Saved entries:
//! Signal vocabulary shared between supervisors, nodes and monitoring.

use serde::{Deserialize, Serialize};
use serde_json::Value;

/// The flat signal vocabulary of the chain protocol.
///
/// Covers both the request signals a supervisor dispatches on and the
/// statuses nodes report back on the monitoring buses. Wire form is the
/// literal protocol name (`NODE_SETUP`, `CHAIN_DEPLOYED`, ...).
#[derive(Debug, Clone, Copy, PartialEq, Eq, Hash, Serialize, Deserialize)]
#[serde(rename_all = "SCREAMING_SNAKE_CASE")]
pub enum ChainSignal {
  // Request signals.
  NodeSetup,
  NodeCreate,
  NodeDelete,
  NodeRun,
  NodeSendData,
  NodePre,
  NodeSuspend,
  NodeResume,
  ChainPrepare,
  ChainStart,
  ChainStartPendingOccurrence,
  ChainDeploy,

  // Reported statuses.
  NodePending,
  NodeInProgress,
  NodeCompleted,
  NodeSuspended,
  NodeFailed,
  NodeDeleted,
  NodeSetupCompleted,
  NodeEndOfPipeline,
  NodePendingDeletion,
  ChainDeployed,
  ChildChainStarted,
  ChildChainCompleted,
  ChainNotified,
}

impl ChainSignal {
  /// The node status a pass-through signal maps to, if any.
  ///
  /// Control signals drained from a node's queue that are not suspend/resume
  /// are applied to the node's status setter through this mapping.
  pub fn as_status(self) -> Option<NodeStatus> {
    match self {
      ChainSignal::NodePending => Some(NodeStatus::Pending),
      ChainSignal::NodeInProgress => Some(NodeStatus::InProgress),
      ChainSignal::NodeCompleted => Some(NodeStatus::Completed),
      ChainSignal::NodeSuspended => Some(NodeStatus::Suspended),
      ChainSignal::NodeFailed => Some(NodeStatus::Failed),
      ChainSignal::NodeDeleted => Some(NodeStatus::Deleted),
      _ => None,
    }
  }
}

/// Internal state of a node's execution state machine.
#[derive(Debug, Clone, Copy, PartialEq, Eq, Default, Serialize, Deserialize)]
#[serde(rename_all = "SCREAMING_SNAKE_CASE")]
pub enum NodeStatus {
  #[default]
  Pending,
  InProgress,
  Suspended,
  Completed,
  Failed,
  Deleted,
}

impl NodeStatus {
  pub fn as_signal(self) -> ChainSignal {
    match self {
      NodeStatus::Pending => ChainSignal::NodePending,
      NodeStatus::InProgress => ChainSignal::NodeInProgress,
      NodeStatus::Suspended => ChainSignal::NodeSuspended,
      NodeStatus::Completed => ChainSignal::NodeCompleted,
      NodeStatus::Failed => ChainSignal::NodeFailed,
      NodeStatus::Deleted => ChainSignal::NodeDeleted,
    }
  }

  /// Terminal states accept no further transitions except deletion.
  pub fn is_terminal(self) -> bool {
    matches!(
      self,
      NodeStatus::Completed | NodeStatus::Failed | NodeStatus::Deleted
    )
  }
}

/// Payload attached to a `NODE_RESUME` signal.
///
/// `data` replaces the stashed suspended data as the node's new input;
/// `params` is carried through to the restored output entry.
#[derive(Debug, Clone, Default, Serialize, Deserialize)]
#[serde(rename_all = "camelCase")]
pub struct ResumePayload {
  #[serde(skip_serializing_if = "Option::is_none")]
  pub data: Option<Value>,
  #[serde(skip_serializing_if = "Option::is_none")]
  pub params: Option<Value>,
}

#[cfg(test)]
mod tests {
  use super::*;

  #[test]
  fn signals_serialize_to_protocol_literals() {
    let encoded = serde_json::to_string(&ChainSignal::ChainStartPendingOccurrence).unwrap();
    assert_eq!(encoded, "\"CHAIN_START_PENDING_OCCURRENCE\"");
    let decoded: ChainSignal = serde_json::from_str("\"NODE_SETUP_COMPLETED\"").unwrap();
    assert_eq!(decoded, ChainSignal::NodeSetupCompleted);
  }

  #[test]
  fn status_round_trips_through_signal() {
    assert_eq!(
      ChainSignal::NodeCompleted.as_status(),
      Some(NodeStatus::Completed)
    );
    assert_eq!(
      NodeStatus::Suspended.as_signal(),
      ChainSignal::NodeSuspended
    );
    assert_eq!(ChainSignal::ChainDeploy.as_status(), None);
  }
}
==
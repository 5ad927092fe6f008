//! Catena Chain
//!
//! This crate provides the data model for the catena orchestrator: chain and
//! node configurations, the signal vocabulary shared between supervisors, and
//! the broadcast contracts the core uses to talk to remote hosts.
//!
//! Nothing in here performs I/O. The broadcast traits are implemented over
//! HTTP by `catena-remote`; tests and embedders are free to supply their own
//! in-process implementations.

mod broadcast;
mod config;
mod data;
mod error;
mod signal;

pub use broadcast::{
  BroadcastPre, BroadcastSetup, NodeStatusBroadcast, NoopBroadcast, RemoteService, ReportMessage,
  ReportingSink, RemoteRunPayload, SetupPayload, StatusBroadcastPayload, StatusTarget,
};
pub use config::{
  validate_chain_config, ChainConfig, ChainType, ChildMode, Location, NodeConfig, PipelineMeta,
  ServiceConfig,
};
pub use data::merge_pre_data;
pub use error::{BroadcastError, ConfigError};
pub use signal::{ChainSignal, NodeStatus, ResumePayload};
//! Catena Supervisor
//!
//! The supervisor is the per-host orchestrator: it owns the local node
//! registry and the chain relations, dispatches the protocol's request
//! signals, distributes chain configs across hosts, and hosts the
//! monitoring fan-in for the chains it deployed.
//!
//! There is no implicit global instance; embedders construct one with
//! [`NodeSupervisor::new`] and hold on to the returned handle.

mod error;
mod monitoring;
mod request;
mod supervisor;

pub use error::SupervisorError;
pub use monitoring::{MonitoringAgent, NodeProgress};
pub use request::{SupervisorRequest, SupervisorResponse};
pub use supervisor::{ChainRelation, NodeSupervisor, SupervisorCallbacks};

◆ Work instructions
Search the entries above for the word "PartialEq", and copy every line where it occurs.

◆ Response below
#[derive(Debug, Clone, Copy, PartialEq, Eq, Hash, Serialize, Deserialize)]
#[derive(Debug, Clone, Copy, PartialEq, Eq, Default, Serialize, Deserialize)]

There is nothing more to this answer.